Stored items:
■ ■ ■ ■
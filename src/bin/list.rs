use clap::Parser;

use perfteam::config::Backend;
use perfteam::soft::SoftEvent;

/// List the event names a counting facility accepts.
#[derive(Parser)]
#[command(name = "perfteam-list", version)]
struct Args {
    #[arg(long, value_enum, default_value = "perf", env = "PERFTEAM_BACKEND")]
    backend: Backend,
}

fn print_counter(id: &str, desc: &str) {
    println!("{}:", id);

    let desc_words: Vec<&str> = desc.split(' ').collect();
    let mut chars = 0;
    print!("\t");
    for word in desc_words {
        if word.len() + chars > 60 {
            println!();
            print!("\t");
            chars = 0;
        }
        print!("{} ", word);
        chars += word.len();
    }
    println!(" ");
    println!(" ");
}

#[cfg(target_os = "linux")]
fn list_perf() -> usize {
    use perfteam::linux::{HardwareEventType, SoftwareEventType, PRESETS};

    let mut count = 0;
    for (name, desc) in PRESETS.iter() {
        print_counter(name, desc);
        count += 1;
    }
    for ev in HardwareEventType::ALL.iter() {
        print_counter(ev.name(), "Generic hardware event.");
        count += 1;
    }
    for ev in SoftwareEventType::ALL.iter() {
        print_counter(ev.name(), "Kernel software event.");
        count += 1;
    }
    for (name, desc) in perfteam::intel::available() {
        print_counter(name, desc);
        count += 1;
    }
    count
}

#[cfg(not(target_os = "linux"))]
fn list_perf() -> usize {
    println!("perf events are only available on Linux.");
    0
}

fn list_soft() -> usize {
    for ev in SoftEvent::ALL.iter() {
        print_counter(ev.name(), ev.description());
    }
    SoftEvent::ALL.len()
}

fn main() {
    let args = Args::parse();
    println!("All supported events for the {:?} backend:", args.backend);
    println!("----------------------------------------------------------");

    let count = match args.backend {
        Backend::Perf => list_perf(),
        Backend::Soft => list_soft(),
    };
    println!("Total events: {}", count);
}
//! Per-thread counter contexts.
//!
//! A context binds one worker thread to the counting facility for exactly one
//! measurement session. Its state only moves forward:
//!
//! ```text
//! Uncreated -> Created -> Started -> Stopped -> Destroyed
//! ```
//!
//! Only the thread that created a context may drive it.

use std::fmt;
use std::sync::atomic::{AtomicU64, Ordering};
use std::thread::{self, ThreadId};

use tracing::{debug, warn};

use crate::error::{Error, Result};
use crate::events::{Counts, EventSpecifier};
use crate::facility::{CounterHandle, Facility};

static NEXT_CONTEXT_ID: AtomicU64 = AtomicU64::new(1);

#[derive(Clone, Copy, Debug, PartialEq, Eq)]
pub enum ContextState {
    Uncreated,
    Created,
    Started,
    Stopped,
    Destroyed,
}

impl ContextState {
    fn successor(self) -> Option<ContextState> {
        match self {
            ContextState::Uncreated => Some(ContextState::Created),
            ContextState::Created => Some(ContextState::Started),
            ContextState::Started => Some(ContextState::Stopped),
            ContextState::Stopped => Some(ContextState::Destroyed),
            ContextState::Destroyed => None,
        }
    }
}

/// Process-unique identity of a context. Never reused.
#[derive(Clone, Copy, Debug, PartialEq, Eq, PartialOrd, Ord, Hash)]
pub struct ContextId(u64);

impl fmt::Display for ContextId {
    fn fmt(&self, f: &mut fmt::Formatter) -> fmt::Result {
        write!(f, "ctx#{}", self.0)
    }
}

pub struct CounterContext<H> {
    id: ContextId,
    ordinal: usize,
    owner: ThreadId,
    state: ContextState,
    handle: Option<H>,
    subscribed: Vec<bool>,
}

impl<H: CounterHandle> CounterContext<H> {
    /// Allocate a context for the calling thread, which becomes its owner.
    pub fn create<F>(facility: &F, ordinal: usize) -> Result<CounterContext<H>>
    where
        F: Facility<Handle = H>,
    {
        let handle = facility
            .create_handle()
            .map_err(|source| Error::ContextCreate { ordinal, source })?;
        let id = ContextId(NEXT_CONTEXT_ID.fetch_add(1, Ordering::Relaxed));
        debug!(thread = ordinal, context = %id, facility = facility.name(), "context created");

        Ok(CounterContext {
            id,
            ordinal,
            owner: thread::current().id(),
            state: ContextState::Created,
            handle: Some(handle),
            subscribed: Vec::new(),
        })
    }

    /// Attach every event of `spec`, in order.
    ///
    /// An event the facility rejects is logged and skipped; its count slot
    /// stays empty. Returns how many events were attached.
    pub fn subscribe(&mut self, spec: &EventSpecifier) -> Result<usize> {
        self.check(ContextState::Created, ContextState::Created)?;
        let ordinal = self.ordinal;
        let handle = self.live_handle()?;

        let mut subscribed = Vec::with_capacity(spec.len());
        for name in spec.names() {
            match handle.subscribe(name) {
                Ok(()) => subscribed.push(true),
                Err(e) => {
                    let err = Error::EventSubscribe {
                        ordinal,
                        event: name.clone(),
                        reason: e.to_string(),
                    };
                    warn!("{}", err);
                    subscribed.push(false);
                }
            }
        }
        self.subscribed = subscribed;
        Ok(self.subscribed.iter().filter(|s| **s).count())
    }

    pub fn start(&mut self) -> Result<()> {
        self.check(ContextState::Created, ContextState::Started)?;
        let ordinal = self.ordinal;
        self.live_handle()?.start().map_err(|e| Error::Start {
            ordinal,
            reason: e.to_string(),
        })?;
        self.state = ContextState::Started;
        Ok(())
    }

    /// Stop counting and return the counts accumulated since `start`.
    pub fn stop(&mut self) -> Result<Counts> {
        self.check(ContextState::Started, ContextState::Stopped)?;
        let ordinal = self.ordinal;
        let raw = self.live_handle()?.stop().map_err(|e| Error::Stop {
            ordinal,
            reason: e.to_string(),
        })?;

        let mut raw = raw.into_iter();
        let values = self
            .subscribed
            .iter()
            .map(|&attached| if attached { raw.next() } else { None })
            .collect();
        self.state = ContextState::Stopped;
        Ok(Counts::new(values))
    }

    /// Release the handle.
    ///
    /// The context is `Destroyed` afterwards even when the facility reports a
    /// problem; that problem comes back as a non-fatal [`Error::Destroy`].
    pub fn destroy(&mut self) -> Result<()> {
        self.check(ContextState::Stopped, ContextState::Destroyed)?;
        let handle = self.live_handle_owned()?;
        self.state = ContextState::Destroyed;
        debug!(thread = self.ordinal, context = %self.id, "context destroyed");
        handle.release().map_err(|e| Error::Destroy {
            ordinal: self.ordinal,
            reason: e.to_string(),
        })
    }

    pub fn id(&self) -> ContextId {
        self.id
    }

    pub fn ordinal(&self) -> usize {
        self.ordinal
    }

    pub fn state(&self) -> ContextState {
        self.state
    }

    fn check(&self, from: ContextState, to: ContextState) -> Result<()> {
        if thread::current().id() != self.owner {
            return Err(Error::ForeignThread {
                ordinal: self.ordinal,
            });
        }
        let legal = self.state == from && (from == to || from.successor() == Some(to));
        if !legal {
            return Err(Error::Lifecycle {
                ordinal: self.ordinal,
                from: self.state,
                to,
            });
        }
        Ok(())
    }

    fn live_handle(&mut self) -> Result<&mut H> {
        let ordinal = self.ordinal;
        self.handle.as_mut().ok_or(Error::Lifecycle {
            ordinal,
            from: ContextState::Destroyed,
            to: ContextState::Destroyed,
        })
    }

    fn live_handle_owned(&mut self) -> Result<H> {
        let ordinal = self.ordinal;
        self.handle.take().ok_or(Error::Lifecycle {
            ordinal,
            from: ContextState::Destroyed,
            to: ContextState::Destroyed,
        })
    }
}

impl<H> fmt::Debug for CounterContext<H> {
    fn fmt(&self, f: &mut fmt::Formatter<'_>) -> fmt::Result {
        f.debug_struct("CounterContext")
            .field("id", &self.id)
            .field("ordinal", &self.ordinal)
            .field("state", &self.state)
            .field("subscribed", &self.subscribed)
            .finish()
    }
}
■ ■ ■ ■
YOUR ASSIGNMENT:
Once you have read through the entries above, state how many lines hold the word "Formatter", giving nothing but the number.

OUTPUT BELOW:
2